::: Dataset :::

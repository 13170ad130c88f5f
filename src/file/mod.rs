//! File management module for fileshelf.
//!
//! This module provides:
//! - Hierarchical folder structure with cascading delete
//! - Folder and file metadata management
//! - Blob storage behind a pluggable backend

mod folder;
mod folder_service;
mod metadata;
mod service;
mod storage;

pub use folder::{Folder, FolderRepository, FolderUpdate, FolderWithParent, NewFolder, ParentRef};
pub use folder_service::{DeleteSummary, FolderService};
pub use metadata::{FileMetadata, FileRepository, NewFile};
pub use service::{DownloadResult, FileService, UploadRequest};
pub use storage::{BlobStore, LocalBlobStore, MemoryBlobStore};

#[cfg(test)]
pub(crate) use storage::testing;

/// Maximum length for folder names (in characters).
pub const MAX_FOLDER_NAME_LENGTH: usize = 255;

/// Maximum length for file names (in characters).
pub const MAX_FILENAME_LENGTH: usize = 255;

/// Default maximum file size (10MB).
pub const DEFAULT_MAX_FILE_SIZE: u64 = 10 * 1024 * 1024;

:::

Exercise directions:
The lines from the one containing "pub const MAX_FILENAME_LENGTH: usize = 255;" through the end of the data are to be copied exactly, the first and last of them included.

Written response:
pub const MAX_FILENAME_LENGTH: usize = 255;

/// Default maximum file size (10MB).
pub const DEFAULT_MAX_FILE_SIZE: u64 = 10 * 1024 * 1024;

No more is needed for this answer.